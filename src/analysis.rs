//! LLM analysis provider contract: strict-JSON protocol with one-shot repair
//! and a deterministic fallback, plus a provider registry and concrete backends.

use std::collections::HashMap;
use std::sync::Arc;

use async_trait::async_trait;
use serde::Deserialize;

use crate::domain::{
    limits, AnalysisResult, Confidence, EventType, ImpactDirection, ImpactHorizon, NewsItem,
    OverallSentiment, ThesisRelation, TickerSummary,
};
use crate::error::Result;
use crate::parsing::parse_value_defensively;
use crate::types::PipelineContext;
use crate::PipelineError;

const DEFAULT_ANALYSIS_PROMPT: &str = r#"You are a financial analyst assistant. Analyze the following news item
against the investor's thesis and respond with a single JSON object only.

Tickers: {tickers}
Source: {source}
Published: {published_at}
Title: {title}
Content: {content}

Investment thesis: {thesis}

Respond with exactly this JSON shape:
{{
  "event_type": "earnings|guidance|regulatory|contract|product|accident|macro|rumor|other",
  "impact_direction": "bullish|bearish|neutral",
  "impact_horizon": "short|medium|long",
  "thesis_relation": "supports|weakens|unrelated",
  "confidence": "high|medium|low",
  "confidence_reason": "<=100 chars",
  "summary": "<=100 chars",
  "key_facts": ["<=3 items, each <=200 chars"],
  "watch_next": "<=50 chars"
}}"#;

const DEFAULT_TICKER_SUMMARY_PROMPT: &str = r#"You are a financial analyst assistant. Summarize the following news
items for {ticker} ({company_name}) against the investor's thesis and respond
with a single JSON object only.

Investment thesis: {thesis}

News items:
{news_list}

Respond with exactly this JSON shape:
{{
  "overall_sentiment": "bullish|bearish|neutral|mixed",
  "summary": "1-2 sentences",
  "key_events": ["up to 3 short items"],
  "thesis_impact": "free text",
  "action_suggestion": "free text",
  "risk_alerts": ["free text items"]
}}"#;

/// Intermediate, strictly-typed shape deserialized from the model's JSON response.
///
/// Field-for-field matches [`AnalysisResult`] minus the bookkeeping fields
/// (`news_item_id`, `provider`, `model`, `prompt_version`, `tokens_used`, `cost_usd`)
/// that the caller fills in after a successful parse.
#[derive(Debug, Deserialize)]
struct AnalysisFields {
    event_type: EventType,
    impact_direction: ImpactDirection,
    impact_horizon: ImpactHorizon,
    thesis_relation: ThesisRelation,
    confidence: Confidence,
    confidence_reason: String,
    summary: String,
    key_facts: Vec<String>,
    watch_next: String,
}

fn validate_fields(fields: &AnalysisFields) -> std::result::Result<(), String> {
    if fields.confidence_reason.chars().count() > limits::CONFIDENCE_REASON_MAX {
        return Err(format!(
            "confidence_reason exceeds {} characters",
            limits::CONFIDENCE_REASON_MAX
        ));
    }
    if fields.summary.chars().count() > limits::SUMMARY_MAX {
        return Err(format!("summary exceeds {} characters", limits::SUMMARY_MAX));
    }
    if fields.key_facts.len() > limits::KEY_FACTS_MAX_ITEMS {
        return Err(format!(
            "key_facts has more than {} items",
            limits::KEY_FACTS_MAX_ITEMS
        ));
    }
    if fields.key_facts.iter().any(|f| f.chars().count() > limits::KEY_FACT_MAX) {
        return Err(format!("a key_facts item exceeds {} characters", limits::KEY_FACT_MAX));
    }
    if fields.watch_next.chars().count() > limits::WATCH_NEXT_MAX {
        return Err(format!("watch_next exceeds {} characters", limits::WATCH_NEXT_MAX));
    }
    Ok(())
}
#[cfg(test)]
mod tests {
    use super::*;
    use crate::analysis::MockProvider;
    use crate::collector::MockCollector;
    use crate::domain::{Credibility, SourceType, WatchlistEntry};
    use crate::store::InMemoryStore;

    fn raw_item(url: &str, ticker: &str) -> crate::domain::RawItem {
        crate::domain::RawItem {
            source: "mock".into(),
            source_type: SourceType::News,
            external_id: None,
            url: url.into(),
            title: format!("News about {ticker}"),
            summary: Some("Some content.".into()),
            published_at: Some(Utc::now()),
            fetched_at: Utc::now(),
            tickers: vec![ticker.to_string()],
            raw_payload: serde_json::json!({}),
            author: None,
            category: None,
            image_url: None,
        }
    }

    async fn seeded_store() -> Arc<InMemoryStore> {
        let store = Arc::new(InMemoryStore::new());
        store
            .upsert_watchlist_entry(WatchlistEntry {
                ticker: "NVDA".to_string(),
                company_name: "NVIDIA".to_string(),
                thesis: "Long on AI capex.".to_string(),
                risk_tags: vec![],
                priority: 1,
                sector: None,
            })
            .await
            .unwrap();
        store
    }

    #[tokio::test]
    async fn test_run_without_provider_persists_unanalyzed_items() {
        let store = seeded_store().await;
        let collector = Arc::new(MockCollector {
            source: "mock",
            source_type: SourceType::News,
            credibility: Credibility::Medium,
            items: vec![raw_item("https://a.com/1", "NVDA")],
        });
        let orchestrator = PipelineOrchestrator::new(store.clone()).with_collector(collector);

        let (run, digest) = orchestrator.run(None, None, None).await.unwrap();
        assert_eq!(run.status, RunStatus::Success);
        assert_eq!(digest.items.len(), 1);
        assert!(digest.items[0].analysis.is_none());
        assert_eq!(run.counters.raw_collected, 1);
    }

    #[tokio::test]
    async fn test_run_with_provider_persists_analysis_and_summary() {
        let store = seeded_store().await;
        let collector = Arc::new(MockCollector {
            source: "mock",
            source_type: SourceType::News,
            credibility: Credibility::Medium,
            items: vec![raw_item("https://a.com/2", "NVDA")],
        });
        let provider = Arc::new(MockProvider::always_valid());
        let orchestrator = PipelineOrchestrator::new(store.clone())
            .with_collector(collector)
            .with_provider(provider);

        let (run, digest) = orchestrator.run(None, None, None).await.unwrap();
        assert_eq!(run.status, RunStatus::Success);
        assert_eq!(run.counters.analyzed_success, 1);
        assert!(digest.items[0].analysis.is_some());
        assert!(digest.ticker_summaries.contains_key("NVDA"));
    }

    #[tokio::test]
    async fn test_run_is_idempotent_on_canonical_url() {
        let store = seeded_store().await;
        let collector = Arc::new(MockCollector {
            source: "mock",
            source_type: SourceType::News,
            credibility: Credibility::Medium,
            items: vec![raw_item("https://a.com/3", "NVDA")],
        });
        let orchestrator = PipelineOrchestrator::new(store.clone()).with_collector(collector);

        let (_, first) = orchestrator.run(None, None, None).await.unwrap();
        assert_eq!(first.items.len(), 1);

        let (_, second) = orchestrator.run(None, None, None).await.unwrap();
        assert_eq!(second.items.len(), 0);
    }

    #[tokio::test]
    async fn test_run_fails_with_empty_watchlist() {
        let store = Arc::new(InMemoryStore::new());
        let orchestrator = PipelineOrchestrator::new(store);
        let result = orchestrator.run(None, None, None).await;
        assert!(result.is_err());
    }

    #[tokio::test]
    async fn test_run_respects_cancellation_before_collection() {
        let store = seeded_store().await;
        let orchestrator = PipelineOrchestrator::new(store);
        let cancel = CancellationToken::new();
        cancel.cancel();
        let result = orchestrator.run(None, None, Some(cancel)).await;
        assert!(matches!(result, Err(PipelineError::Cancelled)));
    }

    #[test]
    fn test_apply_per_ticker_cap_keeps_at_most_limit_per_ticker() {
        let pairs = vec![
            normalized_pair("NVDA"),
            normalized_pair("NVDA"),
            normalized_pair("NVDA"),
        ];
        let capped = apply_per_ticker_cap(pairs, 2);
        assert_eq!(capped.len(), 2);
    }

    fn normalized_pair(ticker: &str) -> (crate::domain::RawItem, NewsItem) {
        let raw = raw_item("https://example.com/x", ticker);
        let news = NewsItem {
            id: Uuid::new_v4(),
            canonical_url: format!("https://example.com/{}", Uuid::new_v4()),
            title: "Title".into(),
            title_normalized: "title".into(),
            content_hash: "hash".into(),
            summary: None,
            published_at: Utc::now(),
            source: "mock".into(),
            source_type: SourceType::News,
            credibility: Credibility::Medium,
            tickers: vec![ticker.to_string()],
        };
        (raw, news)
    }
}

WHAT THE TASK ASKS: Which lines of the data include the word "Uuid"? Copy each one.

EXERCISE OUTPUT:
            id: Uuid::new_v4(),
            canonical_url: format!("https://example.com/{}", Uuid::new_v4()),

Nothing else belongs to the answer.